Stored data
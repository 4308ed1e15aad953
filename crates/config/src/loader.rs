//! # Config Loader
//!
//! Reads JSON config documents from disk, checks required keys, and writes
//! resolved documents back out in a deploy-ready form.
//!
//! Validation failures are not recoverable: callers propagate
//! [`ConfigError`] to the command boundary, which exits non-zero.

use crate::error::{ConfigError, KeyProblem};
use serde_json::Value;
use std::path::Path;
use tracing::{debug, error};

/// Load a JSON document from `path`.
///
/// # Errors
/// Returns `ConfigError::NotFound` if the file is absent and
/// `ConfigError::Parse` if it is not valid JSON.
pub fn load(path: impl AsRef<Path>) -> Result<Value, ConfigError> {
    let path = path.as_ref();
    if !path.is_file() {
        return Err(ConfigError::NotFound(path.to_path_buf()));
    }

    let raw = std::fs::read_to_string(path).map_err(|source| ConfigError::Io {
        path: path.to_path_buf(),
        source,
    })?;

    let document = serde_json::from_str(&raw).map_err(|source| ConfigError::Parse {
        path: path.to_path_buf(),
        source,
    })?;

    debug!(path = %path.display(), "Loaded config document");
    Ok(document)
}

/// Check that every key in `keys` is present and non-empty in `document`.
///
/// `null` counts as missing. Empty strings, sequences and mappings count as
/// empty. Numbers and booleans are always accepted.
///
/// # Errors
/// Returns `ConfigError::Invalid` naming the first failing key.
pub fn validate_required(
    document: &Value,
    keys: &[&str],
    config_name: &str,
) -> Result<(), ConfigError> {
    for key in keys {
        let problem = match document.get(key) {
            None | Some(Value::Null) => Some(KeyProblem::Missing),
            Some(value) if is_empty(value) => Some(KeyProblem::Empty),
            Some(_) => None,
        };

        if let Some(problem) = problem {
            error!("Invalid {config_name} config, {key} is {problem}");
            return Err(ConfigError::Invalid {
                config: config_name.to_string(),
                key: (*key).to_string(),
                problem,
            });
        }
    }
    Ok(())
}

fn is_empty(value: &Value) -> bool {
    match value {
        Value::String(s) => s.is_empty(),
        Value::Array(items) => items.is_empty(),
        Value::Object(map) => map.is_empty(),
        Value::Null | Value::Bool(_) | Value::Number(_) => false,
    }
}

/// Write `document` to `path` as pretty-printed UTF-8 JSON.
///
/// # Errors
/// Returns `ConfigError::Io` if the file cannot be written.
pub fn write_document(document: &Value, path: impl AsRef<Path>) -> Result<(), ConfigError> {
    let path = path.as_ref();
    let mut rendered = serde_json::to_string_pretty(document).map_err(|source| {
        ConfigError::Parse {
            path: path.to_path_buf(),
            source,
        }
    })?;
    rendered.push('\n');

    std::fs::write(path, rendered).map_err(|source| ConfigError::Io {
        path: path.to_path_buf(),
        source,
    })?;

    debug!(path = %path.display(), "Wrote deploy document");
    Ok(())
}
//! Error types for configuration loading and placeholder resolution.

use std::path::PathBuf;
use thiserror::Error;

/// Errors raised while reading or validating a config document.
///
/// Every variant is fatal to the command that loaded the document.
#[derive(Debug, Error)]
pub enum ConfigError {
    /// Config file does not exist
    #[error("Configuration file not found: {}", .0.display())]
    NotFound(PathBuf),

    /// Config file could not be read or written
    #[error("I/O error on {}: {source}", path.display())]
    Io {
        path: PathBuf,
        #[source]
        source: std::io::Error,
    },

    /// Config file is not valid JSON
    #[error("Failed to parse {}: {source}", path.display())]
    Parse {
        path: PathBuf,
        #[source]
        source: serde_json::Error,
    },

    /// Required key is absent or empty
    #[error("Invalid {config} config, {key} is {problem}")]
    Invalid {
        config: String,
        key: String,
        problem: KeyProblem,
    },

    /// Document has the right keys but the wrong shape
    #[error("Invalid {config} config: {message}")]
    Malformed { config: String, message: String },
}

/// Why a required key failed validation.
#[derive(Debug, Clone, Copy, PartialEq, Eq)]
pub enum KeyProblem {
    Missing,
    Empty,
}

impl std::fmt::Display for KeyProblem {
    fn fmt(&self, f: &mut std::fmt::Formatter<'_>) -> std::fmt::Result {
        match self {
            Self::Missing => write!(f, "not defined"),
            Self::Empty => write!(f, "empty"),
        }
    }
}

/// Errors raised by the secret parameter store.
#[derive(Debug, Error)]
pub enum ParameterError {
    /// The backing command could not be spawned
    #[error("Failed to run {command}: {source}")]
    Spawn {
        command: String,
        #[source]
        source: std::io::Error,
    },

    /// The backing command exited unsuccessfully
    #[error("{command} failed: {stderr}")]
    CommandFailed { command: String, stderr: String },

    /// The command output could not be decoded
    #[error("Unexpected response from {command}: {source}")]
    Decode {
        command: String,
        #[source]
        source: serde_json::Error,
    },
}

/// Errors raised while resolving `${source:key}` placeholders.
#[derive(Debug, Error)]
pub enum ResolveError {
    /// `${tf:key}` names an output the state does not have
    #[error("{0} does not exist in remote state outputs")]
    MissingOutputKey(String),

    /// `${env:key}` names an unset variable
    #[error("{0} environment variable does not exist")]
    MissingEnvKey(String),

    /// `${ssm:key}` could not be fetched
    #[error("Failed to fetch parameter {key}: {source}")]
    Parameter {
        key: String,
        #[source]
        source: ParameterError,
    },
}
...
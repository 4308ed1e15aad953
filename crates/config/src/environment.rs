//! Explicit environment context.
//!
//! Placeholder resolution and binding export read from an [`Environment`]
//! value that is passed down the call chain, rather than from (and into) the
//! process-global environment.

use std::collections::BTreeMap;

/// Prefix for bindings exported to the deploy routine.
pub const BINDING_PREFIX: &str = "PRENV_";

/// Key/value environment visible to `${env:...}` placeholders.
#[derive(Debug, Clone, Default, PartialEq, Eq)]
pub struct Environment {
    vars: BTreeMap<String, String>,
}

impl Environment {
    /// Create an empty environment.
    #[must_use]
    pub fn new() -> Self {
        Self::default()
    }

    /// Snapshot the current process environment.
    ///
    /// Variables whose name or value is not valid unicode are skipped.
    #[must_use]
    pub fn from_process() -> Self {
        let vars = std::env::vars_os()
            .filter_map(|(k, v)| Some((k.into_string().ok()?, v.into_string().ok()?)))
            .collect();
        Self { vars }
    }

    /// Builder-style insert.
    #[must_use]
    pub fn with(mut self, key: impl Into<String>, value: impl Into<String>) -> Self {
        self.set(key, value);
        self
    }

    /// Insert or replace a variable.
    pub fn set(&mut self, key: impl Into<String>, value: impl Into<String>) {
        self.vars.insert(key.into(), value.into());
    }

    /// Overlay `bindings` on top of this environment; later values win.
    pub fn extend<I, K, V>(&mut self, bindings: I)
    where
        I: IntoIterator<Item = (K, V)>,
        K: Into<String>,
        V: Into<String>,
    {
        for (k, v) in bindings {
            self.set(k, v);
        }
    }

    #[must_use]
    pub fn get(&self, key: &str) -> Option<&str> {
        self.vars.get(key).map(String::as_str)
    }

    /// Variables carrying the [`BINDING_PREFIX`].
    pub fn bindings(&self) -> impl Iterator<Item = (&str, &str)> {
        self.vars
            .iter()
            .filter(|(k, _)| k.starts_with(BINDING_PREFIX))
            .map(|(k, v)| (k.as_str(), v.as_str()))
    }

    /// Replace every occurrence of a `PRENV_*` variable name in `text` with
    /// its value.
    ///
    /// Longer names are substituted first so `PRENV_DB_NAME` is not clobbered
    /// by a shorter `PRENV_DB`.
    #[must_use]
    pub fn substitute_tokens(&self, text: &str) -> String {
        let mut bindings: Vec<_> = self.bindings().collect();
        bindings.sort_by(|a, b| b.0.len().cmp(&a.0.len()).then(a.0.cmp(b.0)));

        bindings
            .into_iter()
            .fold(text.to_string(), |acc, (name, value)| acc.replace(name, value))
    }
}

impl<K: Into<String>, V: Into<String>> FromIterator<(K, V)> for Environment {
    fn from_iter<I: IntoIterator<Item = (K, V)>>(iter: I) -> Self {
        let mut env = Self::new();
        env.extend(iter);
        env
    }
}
...
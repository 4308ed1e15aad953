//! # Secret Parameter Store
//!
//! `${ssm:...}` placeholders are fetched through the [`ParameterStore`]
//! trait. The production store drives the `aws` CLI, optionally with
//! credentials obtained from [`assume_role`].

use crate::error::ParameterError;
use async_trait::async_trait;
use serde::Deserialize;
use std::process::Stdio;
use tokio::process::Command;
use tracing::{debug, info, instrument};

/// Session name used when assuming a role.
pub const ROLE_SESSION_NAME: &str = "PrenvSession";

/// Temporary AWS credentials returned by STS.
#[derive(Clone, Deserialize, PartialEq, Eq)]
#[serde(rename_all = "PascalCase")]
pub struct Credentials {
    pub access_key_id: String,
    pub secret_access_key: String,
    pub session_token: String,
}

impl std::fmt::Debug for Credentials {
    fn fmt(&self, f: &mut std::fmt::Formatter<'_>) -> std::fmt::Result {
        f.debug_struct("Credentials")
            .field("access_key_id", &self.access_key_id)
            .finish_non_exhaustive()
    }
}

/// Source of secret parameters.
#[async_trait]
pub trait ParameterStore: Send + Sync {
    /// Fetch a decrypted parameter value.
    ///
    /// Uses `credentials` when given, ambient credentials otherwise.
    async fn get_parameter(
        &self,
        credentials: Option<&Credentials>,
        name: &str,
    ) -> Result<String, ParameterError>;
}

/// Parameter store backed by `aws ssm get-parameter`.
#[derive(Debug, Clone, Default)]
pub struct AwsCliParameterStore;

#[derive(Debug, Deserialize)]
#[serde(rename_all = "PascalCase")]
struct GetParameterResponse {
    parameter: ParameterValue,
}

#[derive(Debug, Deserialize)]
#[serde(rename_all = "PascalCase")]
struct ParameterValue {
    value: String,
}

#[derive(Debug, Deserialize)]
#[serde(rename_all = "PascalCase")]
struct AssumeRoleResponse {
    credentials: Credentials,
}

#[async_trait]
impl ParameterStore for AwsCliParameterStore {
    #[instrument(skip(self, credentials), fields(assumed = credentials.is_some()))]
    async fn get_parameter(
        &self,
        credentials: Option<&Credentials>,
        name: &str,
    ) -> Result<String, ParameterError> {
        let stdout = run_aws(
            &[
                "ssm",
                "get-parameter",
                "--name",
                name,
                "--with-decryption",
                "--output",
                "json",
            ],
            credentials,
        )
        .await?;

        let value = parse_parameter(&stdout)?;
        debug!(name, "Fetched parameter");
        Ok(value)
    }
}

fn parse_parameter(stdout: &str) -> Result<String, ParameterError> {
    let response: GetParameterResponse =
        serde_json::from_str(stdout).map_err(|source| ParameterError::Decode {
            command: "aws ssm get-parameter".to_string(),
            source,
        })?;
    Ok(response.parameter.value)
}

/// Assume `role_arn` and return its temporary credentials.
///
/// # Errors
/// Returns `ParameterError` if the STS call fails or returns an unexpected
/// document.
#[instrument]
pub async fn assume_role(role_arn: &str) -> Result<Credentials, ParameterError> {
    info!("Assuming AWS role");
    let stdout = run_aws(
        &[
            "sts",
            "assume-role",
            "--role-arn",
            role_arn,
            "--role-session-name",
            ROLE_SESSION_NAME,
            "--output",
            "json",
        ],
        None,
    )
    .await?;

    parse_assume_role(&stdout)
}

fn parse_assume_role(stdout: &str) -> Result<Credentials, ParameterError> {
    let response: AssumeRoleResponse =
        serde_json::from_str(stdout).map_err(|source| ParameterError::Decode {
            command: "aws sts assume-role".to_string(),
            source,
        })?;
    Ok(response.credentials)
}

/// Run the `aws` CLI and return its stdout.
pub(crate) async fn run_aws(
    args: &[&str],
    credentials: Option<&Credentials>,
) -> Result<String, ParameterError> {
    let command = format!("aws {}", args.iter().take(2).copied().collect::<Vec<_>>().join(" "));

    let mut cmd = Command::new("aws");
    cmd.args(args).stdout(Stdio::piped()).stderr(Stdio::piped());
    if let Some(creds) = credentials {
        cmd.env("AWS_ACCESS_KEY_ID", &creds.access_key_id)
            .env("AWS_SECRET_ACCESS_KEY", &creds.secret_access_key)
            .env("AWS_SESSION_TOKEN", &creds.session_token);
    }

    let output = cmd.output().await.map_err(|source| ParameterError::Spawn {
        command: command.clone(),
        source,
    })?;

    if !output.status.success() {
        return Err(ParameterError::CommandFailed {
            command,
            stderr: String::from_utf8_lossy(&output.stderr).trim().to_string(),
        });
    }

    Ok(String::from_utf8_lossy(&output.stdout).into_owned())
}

WHAT TO PRODUCE: Please copy out each line in the entries that mentions the string "names".

RESPONSE BOX:
    /// `${tf:key}` names an output the state does not have
    /// `${env:key}` names an unset variable
    /// Longer names are substituted first so `PRENV_DB_NAME` is not clobbered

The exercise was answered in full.